##### Dataset excerpts

use crate::nodes::{BodyKey, Node, NodeKind, SubWorkflowSource, VariantTag};
use crate::overlay::{ExecutionStatus, ExecutionSummary};
use crate::runtime::catalog::TaskCatalog;
use crate::tree::WorkflowTree;
use serde::Serialize;
use std::fmt::Write;

/// One visible node as handed to the canvas.
#[derive(Debug, Clone, Serialize)]
#[serde(rename_all = "camelCase")]
pub struct RenderNode {
    pub id: String,
    pub tag: VariantTag,
    pub task_type: Option<String>,
    pub label: String,
    pub description: Option<String>,
    pub parameters: Vec<String>,
    pub status: Option<ExecutionStatus>,
    pub iteration_count: usize,
    pub bodies: Vec<RenderBody>,
}

#[derive(Debug, Clone, Serialize)]
pub struct RenderBody {
    pub key: BodyKey,
    pub nodes: Vec<RenderNode>,
}

impl WorkflowTree {
    /// The renderable nodes of the top level, in order. Joins and any other
    /// non-renderable variant are left out at every depth.
    pub fn render_view(&self, catalog: Option<&dyn TaskCatalog>) -> Vec<RenderNode> {
        self.render_body(&self.root, catalog)
    }

    fn render_body(&self, nodes: &[Node], catalog: Option<&dyn TaskCatalog>) -> Vec<RenderNode> {
        nodes
            .iter()
            .filter(|node| self.registry().is_renderable(node))
            .map(|node| self.render_node(node, catalog))
            .collect()
    }

    fn render_node(&self, node: &Node, catalog: Option<&dyn TaskCatalog>) -> RenderNode {
        let metadata = node
            .name()
            .and_then(|name| catalog.and_then(|c| c.lookup(name)));
        let label = metadata
            .and_then(|m| m.display_name.clone())
            .or_else(|| node.name().map(str::to_string))
            .unwrap_or_else(|| node.id().to_string());

        RenderNode {
            id: node.id().to_string(),
            tag: node.tag(),
            task_type: node.task_type().map(str::to_string),
            label,
            description: metadata.and_then(|m| m.description.clone()),
            parameters: metadata.map(|m| m.input_keys.clone()).unwrap_or_default(),
            status: node.execution().and_then(ExecutionSummary::status),
            iteration_count: node.execution().map_or(0, ExecutionSummary::iteration_count),
            bodies: node
                .bodies()
                .into_iter()
                .map(|(key, body)| RenderBody {
                    key,
                    nodes: self.render_body(body, catalog),
                })
                .collect(),
        }
    }

    /// An indented text rendering of the whole tree, joins included.
    pub fn outline(&self) -> String {
        let mut out = String::new();
        outline_body(&self.root, 0, &mut out);
        out
    }
}

fn outline_body(nodes: &[Node], depth: usize, out: &mut String) {
    for node in nodes {
        let indent = "  ".repeat(depth);
        let _ = write!(out, "{}{} [{:?}]", indent, node.id(), node.tag());
        match node.kind() {
            NodeKind::Join { join_on, .. } if !join_on.is_empty() => {
                let _ = write!(out, " on {}", join_on.join(", "));
            }
            NodeKind::SubWorkflow {
                source: SubWorkflowSource::External(reference),
                ..
            } => {
                let _ = write!(out, " -> {}", reference.name);
                if let Some(version) = reference.version {
                    let _ = write!(out, " v{}", version);
                }
            }
            _ => {}
        }
        if let Some(status) = node.execution().and_then(ExecutionSummary::status) {
            let _ = write!(out, " ({}", status);
            let count = node.execution().map_or(0, ExecutionSummary::iteration_count);
            if count > 1 {
                let _ = write!(out, " x{}", count);
            }
            out.push(')');
        }
        out.push('\n');

        for (key, body) in node.bodies() {
            let _ = writeln!(out, "{}  {}", indent, body_label(&key));
            outline_body(body, depth + 2, out);
        }
    }
}

fn body_label(key: &BodyKey) -> String {
    match key {
        BodyKey::Root => "root:".to_string(),
        BodyKey::Branch(i) => format!("branch {}:", i + 1),
        BodyKey::Loop => "loop:".to_string(),
        BodyKey::Case(label) => format!("case {}:", label),
        BodyKey::Inline => "inline:".to_string(),
    }
}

##########

#### What you should do
After reading the records above, transcribe them verbatim.

#### Result for this exercise
use crate::nodes::{BodyKey, Node, NodeKind, SubWorkflowSource, VariantTag};
use crate::overlay::{ExecutionStatus, ExecutionSummary};
use crate::runtime::catalog::TaskCatalog;
use crate::tree::WorkflowTree;
use serde::Serialize;
use std::fmt::Write;

/// One visible node as handed to the canvas.
#[derive(Debug, Clone, Serialize)]
#[serde(rename_all = "camelCase")]
pub struct RenderNode {
    pub id: String,
    pub tag: VariantTag,
    pub task_type: Option<String>,
    pub label: String,
    pub description: Option<String>,
    pub parameters: Vec<String>,
    pub status: Option<ExecutionStatus>,
    pub iteration_count: usize,
    pub bodies: Vec<RenderBody>,
}

#[derive(Debug, Clone, Serialize)]
pub struct RenderBody {
    pub key: BodyKey,
    pub nodes: Vec<RenderNode>,
}

impl WorkflowTree {
    /// The renderable nodes of the top level, in order. Joins and any other
    /// non-renderable variant are left out at every depth.
    pub fn render_view(&self, catalog: Option<&dyn TaskCatalog>) -> Vec<RenderNode> {
        self.render_body(&self.root, catalog)
    }

    fn render_body(&self, nodes: &[Node], catalog: Option<&dyn TaskCatalog>) -> Vec<RenderNode> {
        nodes
            .iter()
            .filter(|node| self.registry().is_renderable(node))
            .map(|node| self.render_node(node, catalog))
            .collect()
    }

    fn render_node(&self, node: &Node, catalog: Option<&dyn TaskCatalog>) -> RenderNode {
        let metadata = node
            .name()
            .and_then(|name| catalog.and_then(|c| c.lookup(name)));
        let label = metadata
            .and_then(|m| m.display_name.clone())
            .or_else(|| node.name().map(str::to_string))
            .unwrap_or_else(|| node.id().to_string());

        RenderNode {
            id: node.id().to_string(),
            tag: node.tag(),
            task_type: node.task_type().map(str::to_string),
            label,
            description: metadata.and_then(|m| m.description.clone()),
            parameters: metadata.map(|m| m.input_keys.clone()).unwrap_or_default(),
            status: node.execution().and_then(ExecutionSummary::status),
            iteration_count: node.execution().map_or(0, ExecutionSummary::iteration_count),
            bodies: node
                .bodies()
                .into_iter()
                .map(|(key, body)| RenderBody {
                    key,
                    nodes: self.render_body(body, catalog),
                })
                .collect(),
        }
    }

    /// An indented text rendering of the whole tree, joins included.
    pub fn outline(&self) -> String {
        let mut out = String::new();
        outline_body(&self.root, 0, &mut out);
        out
    }
}

fn outline_body(nodes: &[Node], depth: usize, out: &mut String) {
    for node in nodes {
        let indent = "  ".repeat(depth);
        let _ = write!(out, "{}{} [{:?}]", indent, node.id(), node.tag());
        match node.kind() {
            NodeKind::Join { join_on, .. } if !join_on.is_empty() => {
                let _ = write!(out, " on {}", join_on.join(", "));
            }
            NodeKind::SubWorkflow {
                source: SubWorkflowSource::External(reference),
                ..
            } => {
                let _ = write!(out, " -> {}", reference.name);
                if let Some(version) = reference.version {
                    let _ = write!(out, " v{}", version);
                }
            }
            _ => {}
        }
        if let Some(status) = node.execution().and_then(ExecutionSummary::status) {
            let _ = write!(out, " ({}", status);
            let count = node.execution().map_or(0, ExecutionSummary::iteration_count);
            if count > 1 {
                let _ = write!(out, " x{}", count);
            }
            out.push(')');
        }
        out.push('\n');

        for (key, body) in node.bodies() {
            let _ = writeln!(out, "{}  {}", indent, body_label(&key));
            outline_body(body, depth + 2, out);
        }
    }
}

fn body_label(key: &BodyKey) -> String {
    match key {
        BodyKey::Root => "root:".to_string(),
        BodyKey::Branch(i) => format!("branch {}:", i + 1),
        BodyKey::Loop => "loop:".to_string(),
        BodyKey::Case(label) => format!("case {}:", label),
        BodyKey::Inline => "inline:".to_string(),
    }
}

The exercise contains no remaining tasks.